• **Goal of the exercise**:
Pick out the lines below that include the string "keyed".

(Saved entries)

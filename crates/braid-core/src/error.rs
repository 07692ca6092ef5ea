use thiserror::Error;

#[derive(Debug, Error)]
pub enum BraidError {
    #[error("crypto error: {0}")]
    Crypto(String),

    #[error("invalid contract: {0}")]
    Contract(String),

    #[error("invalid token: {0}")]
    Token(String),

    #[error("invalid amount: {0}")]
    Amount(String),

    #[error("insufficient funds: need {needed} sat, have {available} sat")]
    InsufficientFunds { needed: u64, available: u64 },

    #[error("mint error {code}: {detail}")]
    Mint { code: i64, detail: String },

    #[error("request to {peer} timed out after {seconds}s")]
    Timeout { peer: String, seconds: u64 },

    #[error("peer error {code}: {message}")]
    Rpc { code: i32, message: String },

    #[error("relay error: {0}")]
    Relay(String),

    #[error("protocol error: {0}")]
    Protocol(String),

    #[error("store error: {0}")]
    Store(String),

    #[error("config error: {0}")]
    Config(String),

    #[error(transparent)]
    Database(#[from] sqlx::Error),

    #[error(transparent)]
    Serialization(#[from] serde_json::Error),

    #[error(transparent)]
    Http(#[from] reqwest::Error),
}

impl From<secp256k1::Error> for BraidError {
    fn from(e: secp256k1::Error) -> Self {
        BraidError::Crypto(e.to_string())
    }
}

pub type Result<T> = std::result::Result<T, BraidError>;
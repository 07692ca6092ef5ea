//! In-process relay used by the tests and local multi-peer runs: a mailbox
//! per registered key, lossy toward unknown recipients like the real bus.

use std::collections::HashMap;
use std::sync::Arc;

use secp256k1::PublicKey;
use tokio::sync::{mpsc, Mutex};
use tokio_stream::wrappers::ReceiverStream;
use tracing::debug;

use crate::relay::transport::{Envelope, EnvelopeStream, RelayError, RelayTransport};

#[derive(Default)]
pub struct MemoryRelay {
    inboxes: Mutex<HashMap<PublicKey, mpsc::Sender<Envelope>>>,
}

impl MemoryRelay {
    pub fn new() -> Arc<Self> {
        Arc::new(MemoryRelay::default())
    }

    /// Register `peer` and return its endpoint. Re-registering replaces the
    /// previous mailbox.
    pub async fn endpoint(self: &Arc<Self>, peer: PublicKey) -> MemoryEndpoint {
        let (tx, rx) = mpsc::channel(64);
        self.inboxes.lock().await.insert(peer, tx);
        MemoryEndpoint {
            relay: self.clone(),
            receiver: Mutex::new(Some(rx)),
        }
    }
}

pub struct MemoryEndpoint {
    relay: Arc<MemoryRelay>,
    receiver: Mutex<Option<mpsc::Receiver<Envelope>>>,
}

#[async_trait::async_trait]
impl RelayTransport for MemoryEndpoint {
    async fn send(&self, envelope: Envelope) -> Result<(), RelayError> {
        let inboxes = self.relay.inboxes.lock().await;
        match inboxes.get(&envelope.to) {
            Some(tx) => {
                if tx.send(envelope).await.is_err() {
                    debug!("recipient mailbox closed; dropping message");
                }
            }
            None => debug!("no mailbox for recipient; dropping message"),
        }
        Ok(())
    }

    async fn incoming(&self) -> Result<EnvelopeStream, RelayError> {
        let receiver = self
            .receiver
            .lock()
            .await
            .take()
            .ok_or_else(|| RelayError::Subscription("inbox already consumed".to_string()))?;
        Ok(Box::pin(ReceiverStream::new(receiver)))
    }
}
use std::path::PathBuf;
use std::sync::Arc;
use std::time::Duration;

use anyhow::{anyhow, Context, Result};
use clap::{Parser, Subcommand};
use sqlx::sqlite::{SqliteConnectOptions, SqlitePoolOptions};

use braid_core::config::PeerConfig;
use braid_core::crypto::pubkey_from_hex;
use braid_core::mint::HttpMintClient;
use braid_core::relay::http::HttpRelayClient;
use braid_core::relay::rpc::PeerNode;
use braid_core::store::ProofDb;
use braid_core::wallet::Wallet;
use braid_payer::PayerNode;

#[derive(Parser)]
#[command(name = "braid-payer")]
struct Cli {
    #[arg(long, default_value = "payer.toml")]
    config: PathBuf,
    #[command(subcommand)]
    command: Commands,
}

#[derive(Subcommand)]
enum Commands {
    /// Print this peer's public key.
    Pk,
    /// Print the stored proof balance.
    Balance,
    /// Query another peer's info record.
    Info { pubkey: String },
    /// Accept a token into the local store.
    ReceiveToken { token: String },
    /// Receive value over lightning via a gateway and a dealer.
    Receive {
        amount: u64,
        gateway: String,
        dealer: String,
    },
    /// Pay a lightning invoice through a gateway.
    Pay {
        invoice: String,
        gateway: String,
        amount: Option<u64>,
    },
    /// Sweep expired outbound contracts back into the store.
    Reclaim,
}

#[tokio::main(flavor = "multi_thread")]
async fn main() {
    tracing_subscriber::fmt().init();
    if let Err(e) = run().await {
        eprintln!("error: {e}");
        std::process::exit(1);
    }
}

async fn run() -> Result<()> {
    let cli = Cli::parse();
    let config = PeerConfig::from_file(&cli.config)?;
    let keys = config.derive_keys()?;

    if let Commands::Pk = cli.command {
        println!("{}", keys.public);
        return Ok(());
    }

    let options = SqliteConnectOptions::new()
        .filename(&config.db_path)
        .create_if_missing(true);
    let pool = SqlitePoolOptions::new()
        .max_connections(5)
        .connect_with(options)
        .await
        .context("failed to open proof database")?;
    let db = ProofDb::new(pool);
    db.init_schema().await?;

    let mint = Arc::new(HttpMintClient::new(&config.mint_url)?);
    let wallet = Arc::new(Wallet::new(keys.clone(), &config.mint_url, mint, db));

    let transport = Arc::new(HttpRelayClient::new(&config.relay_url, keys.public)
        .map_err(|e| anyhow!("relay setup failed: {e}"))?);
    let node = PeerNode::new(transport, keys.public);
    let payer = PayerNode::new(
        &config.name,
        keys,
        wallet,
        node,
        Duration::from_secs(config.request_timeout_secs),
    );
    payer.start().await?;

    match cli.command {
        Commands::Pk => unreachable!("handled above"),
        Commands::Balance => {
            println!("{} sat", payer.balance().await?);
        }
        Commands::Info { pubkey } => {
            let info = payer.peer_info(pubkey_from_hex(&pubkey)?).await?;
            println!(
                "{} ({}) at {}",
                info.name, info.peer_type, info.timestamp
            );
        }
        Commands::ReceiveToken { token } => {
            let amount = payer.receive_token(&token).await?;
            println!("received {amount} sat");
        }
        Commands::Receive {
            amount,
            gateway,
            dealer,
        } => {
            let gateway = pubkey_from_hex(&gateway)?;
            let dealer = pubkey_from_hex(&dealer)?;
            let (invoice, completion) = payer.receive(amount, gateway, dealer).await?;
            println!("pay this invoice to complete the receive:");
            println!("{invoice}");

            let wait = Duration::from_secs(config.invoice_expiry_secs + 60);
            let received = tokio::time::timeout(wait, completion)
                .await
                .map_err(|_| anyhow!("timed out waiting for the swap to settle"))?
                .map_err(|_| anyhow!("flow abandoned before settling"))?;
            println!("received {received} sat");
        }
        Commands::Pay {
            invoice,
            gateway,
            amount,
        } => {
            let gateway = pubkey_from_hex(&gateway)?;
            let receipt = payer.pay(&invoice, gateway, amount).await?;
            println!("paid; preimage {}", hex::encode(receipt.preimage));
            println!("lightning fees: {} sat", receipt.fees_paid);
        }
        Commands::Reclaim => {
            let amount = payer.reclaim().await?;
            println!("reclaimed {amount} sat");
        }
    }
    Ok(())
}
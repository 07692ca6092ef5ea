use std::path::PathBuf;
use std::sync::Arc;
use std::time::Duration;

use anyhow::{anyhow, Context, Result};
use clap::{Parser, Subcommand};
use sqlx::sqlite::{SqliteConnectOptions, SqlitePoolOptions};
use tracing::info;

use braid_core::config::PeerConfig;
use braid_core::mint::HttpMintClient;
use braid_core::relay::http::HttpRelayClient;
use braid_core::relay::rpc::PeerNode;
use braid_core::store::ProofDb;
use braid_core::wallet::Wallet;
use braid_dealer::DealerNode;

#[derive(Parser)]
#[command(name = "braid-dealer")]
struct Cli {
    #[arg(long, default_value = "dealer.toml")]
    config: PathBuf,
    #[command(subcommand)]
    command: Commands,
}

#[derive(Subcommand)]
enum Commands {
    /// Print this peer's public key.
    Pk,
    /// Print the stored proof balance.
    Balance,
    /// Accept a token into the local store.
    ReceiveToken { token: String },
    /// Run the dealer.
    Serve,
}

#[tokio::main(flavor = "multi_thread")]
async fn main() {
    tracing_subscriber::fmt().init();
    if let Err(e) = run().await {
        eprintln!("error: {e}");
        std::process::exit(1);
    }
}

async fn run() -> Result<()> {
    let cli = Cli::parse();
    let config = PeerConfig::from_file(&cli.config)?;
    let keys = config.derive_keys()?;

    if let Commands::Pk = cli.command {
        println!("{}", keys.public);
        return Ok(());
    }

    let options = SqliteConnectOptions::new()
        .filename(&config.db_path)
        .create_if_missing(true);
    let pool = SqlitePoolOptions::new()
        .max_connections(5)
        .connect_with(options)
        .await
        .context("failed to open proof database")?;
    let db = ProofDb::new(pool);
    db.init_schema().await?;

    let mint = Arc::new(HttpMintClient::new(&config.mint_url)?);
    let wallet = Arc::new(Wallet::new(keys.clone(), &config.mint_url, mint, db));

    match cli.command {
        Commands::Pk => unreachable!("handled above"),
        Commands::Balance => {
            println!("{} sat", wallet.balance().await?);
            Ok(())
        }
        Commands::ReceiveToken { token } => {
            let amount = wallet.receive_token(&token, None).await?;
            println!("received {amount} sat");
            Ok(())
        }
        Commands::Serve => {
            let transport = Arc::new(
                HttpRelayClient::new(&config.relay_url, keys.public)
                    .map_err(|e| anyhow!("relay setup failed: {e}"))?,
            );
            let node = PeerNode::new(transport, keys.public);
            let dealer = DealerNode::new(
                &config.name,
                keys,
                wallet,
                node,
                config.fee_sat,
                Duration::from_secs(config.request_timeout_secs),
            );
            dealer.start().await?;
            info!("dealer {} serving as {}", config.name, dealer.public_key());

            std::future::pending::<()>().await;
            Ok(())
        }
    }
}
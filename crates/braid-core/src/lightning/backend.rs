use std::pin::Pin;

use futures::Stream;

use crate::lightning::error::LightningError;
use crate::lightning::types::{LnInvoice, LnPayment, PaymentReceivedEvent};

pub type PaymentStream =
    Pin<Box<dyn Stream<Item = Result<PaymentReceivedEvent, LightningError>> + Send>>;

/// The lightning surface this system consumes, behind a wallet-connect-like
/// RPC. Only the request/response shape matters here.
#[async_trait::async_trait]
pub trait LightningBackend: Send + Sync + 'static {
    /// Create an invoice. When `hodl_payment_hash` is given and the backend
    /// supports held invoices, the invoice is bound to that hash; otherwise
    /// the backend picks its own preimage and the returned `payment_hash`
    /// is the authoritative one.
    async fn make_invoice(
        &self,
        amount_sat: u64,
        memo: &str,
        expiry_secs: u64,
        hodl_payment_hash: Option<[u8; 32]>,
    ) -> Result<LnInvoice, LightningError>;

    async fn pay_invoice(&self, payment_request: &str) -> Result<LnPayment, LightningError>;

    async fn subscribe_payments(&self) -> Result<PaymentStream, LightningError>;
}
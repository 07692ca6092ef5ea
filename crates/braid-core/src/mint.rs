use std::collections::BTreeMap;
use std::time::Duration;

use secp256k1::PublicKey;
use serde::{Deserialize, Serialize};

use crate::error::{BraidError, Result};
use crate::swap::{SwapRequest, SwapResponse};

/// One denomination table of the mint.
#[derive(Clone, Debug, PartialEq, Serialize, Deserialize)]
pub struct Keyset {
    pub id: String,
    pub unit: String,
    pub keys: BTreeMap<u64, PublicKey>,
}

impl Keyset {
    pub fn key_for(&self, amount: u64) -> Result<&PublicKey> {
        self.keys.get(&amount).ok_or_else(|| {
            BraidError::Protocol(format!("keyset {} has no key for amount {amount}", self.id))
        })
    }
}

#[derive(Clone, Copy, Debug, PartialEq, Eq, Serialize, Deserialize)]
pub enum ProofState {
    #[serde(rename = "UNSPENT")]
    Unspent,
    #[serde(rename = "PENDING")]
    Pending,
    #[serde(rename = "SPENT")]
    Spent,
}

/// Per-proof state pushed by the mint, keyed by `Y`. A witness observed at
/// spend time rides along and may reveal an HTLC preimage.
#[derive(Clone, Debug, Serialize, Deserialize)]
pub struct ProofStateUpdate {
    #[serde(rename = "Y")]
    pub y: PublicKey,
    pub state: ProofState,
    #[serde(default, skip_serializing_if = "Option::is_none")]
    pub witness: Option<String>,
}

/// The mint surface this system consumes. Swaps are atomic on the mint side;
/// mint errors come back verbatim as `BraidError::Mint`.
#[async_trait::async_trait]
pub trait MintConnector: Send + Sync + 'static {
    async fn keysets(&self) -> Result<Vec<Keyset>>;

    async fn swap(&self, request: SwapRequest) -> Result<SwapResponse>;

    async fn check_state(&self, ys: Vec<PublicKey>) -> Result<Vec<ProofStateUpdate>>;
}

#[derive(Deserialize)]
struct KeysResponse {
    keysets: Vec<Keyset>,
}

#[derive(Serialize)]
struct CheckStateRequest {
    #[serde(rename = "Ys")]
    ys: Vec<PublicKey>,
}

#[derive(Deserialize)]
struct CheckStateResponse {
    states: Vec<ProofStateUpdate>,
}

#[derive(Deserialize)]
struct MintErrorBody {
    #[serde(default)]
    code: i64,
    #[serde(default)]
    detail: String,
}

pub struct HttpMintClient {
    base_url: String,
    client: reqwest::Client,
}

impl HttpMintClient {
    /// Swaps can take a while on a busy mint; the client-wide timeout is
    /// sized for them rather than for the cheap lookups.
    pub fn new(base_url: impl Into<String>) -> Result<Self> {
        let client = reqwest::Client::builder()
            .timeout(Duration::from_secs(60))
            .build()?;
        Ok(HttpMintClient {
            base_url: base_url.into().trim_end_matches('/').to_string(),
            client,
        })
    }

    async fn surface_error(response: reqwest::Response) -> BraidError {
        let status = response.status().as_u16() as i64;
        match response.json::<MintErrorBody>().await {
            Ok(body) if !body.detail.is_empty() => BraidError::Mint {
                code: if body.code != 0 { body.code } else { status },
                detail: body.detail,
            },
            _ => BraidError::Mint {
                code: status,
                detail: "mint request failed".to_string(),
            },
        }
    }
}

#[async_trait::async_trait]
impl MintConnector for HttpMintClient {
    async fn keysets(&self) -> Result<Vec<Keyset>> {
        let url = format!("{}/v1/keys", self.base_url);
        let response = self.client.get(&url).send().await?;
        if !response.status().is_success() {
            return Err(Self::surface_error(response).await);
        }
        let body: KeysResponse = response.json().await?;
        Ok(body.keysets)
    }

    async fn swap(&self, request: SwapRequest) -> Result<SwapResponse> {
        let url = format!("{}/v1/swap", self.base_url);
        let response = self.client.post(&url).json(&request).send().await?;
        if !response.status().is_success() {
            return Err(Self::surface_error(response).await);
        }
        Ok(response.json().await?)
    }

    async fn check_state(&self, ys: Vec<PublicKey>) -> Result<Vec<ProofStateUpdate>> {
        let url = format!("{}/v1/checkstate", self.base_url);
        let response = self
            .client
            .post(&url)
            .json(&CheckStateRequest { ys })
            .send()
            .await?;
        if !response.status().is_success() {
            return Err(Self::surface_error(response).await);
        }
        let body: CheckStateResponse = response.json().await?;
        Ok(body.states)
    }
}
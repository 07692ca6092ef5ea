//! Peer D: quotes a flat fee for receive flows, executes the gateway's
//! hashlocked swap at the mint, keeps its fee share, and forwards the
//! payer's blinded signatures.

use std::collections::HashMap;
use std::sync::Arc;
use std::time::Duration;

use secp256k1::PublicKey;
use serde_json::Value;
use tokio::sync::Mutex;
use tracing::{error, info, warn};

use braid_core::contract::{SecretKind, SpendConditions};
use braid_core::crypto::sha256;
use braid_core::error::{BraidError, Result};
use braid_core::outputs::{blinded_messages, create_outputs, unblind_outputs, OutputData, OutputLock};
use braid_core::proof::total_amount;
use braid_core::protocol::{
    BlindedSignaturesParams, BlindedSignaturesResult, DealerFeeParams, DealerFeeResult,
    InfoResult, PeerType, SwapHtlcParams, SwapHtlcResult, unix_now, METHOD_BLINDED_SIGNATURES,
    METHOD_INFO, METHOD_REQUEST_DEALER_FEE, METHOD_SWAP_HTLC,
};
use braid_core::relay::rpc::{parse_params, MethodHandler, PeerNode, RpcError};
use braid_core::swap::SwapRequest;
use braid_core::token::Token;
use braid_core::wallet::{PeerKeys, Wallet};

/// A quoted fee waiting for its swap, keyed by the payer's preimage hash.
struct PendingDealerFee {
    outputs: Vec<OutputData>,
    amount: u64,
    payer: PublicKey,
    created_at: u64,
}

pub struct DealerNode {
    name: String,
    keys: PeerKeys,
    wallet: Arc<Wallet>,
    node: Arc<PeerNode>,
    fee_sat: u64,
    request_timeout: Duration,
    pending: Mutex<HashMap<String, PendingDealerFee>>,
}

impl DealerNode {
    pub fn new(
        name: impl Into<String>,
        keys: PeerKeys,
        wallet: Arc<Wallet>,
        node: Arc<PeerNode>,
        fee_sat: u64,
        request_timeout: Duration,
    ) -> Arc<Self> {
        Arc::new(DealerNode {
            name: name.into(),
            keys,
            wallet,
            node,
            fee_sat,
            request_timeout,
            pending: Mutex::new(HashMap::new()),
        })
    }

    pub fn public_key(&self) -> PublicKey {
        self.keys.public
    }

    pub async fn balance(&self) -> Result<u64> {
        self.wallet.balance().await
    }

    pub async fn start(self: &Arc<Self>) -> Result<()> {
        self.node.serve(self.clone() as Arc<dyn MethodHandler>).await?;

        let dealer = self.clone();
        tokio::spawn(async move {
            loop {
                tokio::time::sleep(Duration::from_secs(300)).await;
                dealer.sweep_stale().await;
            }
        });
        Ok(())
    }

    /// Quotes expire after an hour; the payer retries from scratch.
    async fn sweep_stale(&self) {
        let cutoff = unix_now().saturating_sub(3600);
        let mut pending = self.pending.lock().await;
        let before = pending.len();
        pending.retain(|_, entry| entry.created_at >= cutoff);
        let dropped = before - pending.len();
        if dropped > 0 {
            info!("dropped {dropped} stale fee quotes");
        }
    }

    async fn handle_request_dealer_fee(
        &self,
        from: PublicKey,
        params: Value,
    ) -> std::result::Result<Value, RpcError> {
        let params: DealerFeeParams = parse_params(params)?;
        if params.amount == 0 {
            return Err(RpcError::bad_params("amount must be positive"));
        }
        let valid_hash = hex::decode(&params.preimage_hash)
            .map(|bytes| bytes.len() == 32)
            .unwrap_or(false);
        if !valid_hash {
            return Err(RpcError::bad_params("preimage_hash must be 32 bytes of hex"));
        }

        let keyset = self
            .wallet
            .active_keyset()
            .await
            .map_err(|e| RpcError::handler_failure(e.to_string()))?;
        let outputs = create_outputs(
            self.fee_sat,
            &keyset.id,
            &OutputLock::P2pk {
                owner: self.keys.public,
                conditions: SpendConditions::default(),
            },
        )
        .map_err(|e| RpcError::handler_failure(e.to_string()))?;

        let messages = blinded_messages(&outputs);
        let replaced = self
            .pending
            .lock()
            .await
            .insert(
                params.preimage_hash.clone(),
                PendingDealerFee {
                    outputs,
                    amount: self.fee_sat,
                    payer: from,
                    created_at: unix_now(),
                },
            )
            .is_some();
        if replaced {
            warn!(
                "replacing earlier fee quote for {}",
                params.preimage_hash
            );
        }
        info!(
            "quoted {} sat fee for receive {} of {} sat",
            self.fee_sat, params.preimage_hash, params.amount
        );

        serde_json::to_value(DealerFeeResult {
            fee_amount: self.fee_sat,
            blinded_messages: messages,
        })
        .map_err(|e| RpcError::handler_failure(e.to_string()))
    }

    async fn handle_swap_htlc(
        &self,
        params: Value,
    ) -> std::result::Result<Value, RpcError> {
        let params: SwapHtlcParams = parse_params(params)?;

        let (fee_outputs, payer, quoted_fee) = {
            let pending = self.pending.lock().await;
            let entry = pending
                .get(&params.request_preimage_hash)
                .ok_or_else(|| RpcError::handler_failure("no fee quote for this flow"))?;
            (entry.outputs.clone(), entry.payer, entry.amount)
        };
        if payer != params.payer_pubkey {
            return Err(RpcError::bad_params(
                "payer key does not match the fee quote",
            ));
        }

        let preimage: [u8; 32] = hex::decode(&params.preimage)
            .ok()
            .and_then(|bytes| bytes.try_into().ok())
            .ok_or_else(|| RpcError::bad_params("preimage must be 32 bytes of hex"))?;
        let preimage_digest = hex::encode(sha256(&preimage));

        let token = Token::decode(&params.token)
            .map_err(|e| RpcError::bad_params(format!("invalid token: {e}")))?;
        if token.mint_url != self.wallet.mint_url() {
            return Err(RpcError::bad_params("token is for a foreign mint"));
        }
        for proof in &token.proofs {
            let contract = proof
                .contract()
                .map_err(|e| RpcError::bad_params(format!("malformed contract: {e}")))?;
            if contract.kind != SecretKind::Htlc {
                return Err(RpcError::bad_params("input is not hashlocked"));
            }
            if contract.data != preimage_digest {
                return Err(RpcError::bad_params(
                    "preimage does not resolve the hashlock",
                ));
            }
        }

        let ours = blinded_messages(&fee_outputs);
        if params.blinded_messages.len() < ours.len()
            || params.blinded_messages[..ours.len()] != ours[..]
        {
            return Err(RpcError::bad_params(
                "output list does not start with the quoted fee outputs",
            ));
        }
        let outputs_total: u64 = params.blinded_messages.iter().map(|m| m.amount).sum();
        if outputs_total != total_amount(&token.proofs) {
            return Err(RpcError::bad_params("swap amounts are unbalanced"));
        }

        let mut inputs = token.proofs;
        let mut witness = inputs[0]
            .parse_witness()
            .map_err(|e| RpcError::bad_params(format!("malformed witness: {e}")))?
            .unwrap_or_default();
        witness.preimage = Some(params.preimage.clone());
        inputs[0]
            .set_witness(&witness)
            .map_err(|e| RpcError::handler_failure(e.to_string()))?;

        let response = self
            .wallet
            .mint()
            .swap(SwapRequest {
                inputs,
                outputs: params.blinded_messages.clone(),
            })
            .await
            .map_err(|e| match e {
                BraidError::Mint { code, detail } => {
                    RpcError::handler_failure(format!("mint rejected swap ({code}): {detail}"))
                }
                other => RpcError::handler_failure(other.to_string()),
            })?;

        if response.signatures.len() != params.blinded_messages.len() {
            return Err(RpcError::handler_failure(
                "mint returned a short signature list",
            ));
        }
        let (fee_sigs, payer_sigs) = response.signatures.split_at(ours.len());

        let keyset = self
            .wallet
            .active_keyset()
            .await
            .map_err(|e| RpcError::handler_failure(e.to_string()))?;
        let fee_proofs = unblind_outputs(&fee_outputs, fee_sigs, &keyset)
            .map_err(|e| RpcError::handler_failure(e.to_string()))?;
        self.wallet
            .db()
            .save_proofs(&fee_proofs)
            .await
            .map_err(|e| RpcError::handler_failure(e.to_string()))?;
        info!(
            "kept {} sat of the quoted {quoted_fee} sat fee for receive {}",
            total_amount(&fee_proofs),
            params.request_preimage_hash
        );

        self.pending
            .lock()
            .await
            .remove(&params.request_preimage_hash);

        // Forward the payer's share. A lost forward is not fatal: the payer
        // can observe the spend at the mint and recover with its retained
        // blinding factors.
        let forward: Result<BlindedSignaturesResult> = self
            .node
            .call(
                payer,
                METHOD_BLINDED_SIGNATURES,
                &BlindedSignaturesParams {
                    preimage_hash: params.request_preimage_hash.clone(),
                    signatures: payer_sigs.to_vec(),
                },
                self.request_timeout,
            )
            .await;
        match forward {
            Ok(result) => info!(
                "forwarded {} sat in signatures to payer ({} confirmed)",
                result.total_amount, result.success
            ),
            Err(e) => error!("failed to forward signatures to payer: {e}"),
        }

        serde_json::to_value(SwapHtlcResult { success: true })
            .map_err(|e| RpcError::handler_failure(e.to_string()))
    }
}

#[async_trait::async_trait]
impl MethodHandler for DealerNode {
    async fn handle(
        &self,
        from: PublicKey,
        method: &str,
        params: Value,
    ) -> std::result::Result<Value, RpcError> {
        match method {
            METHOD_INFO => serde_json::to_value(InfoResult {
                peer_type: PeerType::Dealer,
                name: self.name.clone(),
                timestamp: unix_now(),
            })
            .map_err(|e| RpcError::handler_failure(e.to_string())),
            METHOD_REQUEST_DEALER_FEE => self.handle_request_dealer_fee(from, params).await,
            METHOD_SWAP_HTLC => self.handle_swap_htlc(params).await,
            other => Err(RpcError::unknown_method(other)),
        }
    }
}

• **Response for this exercise**:
/// Per-proof state pushed by the mint, keyed by `Y`. A witness observed at
/// A quoted fee waiting for its swap, keyed by the payer's preimage hash.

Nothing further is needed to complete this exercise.